The painting above is titled "If we let our tears water the soil, what will grow?" It's a part of my latest series of artwork, Love Letters to Mother Earth. There is so much grief to be felt about air and water pollution, inaction and greed, precious forests reduced to ash, and water wonders of the Earth choked by staggering amounts of trash. I've had to grieve so much as a trauma survivor and I know firsthand that grieving is loving. Grieving is seeing things as they are and living in reality. It can be terrifying to grieve and yet, it is healing and it points the way forward.


This is the connection I'm making with the artwork from my Love Letters to Mother Earth series. Embedded within the artwork of this series is a deep appreciation for life. I am honoring the wonder I’ve felt for sunsets, rolling hills, forests, and clouds. And I am also honoring the suffering I’ve experienced in my struggle to see myself and break free of abuse. I am referencing how breaking free has involved turning toward the wild, finding people who respected my needs and could truly help guide me, could love me for real.

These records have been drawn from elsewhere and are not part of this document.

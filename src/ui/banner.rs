// Tue Jan 13 2026 - Alex

use colored::*;

pub struct Banner {
    title: String,
    subtitle: Option<String>,
    version: Option<String>,
    use_color: bool,
    width: usize,
}

impl Banner {
    pub fn new(title: &str) -> Self {
        Self {
            title: title.to_string(),
            subtitle: None,
            version: None,
            use_color: true,
            width: 60,
        }
    }

    pub fn with_subtitle(mut self, subtitle: &str) -> Self {
        self.subtitle = Some(subtitle.to_string());
        self
    }

    pub fn with_version(mut self, version: &str) -> Self {
        self.version = Some(version.to_string());
        self
    }

    pub fn with_color(mut self, use_color: bool) -> Self {
        self.use_color = use_color;
        self
    }

    pub fn render(&self) -> String {
        let inner_width = self.width - 4;
        let h_line = "─".repeat(inner_width + 2);
        let mut lines = vec![format!("┌{}┐", h_line)];

        let title_line = format!("{:^width$}", self.title, width = inner_width);
        if self.use_color {
            lines.push(format!("│ {} │", title_line.cyan().bold()));
        } else {
            lines.push(format!("│ {} │", title_line));
        }

        if let Some(subtitle) = &self.subtitle {
            let sub_line = format!("{:^width$}", subtitle, width = inner_width);
            lines.push(format!("│ {} │", sub_line));
        }

        if let Some(version) = &self.version {
            lines.push(format!("├{}┤", h_line));
            let ver_line = format!("{:^width$}", format!("v{}", version), width = inner_width);
            if self.use_color {
                lines.push(format!("│ {} │", ver_line.green()));
            } else {
                lines.push(format!("│ {} │", ver_line));
            }
        }

        lines.push(format!("└{}┘", h_line));
        lines.join("\n")
    }

    pub fn print(&self) {
        eprintln!("{}", self.render());
    }
}

impl Default for Banner {
    fn default() -> Self {
        Self::new("relscan")
            .with_subtitle("Relative byte-pattern scanner")
            .with_version(env!("CARGO_PKG_VERSION"))
    }
}
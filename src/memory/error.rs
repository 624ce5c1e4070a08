// Tue Jan 13 2026 - Alex

use std::path::PathBuf;
use thiserror::Error;

#[derive(Error, Debug)]
pub enum MemoryError {
    #[error("Cannot read {path}: {source}")]
    FileUnreadable {
        path: PathBuf,
        #[source]
        source: std::io::Error,
    },
    #[error("{path} is not a regular file")]
    NotAFile { path: PathBuf },
}

impl MemoryError {
    pub fn unreadable(path: impl Into<PathBuf>, source: std::io::Error) -> Self {
        Self::FileUnreadable {
            path: path.into(),
            source,
        }
    }

}
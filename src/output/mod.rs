// Tue Jan 13 2026 - Alex

pub mod collector;
pub mod console;
pub mod error;
pub mod event;
pub mod json;

pub use collector::{MatchCollector, MatchRecord};
pub use console::ConsoleReporter;
pub use error::ReportError;
pub use event::{MatchEvent, NullReporter, Reporter, Tee};
pub use json::{JsonReport, TemplateInfo};
// Tue Jan 15 2026 - Alex

pub mod config;
pub mod memory;
pub mod orchestration;
pub mod output;
pub mod pattern;
pub mod ui;
pub mod utils;

pub use config::{ConfigFile, ScanConfig};
pub use memory::{LoadMode, ScanTarget};
pub use orchestration::{FileEnumerator, RunSummary, ScanOrchestrator};
pub use output::{ConsoleReporter, MatchCollector, MatchEvent, Reporter};
pub use pattern::{compile_template, PatternTemplate, TemplateCompiler, WindowMatcher};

The artwork of this series is my way of saying that all these kinds of love are connected: love for my child self, love for nature, love for others, love for my humanity, love for humanity, love for this planet, love for existence, love for the wild woman inside of me, love for myself today right now.


More than anything, love is what drives me. And it’s not naive as I was called far too many times as I grew up and tried to speak the truth of what I believe. Love motivates us to be kinder and more caring. Love brings meaning to our lives in a world where there is so much doubt and mystery. Love guides us toward a meaningful, beautiful, real, hopeful existence.


I’ve lived very dark days and years. I’ve survived things that no one should have to experience. And ultimately, love is what drives me to my protect what makes me who I am.


My love for this life is why I didn’t give up. It’s why I’m still here, alive, still trying, still me. I’m tough and yet, my heart is still open. It’s been agonizingly difficult and still is some days and I wouldn’t change it because this is my life. And I still get to live it.


This kind of love requires us to face loss and feel the ache of what cannot be redeemed. And yet, somehow, there is always something precious to be redeemed. The love I am referring to has the power to heal and to help us protect what is precious to us if we let it be that close to our hearts.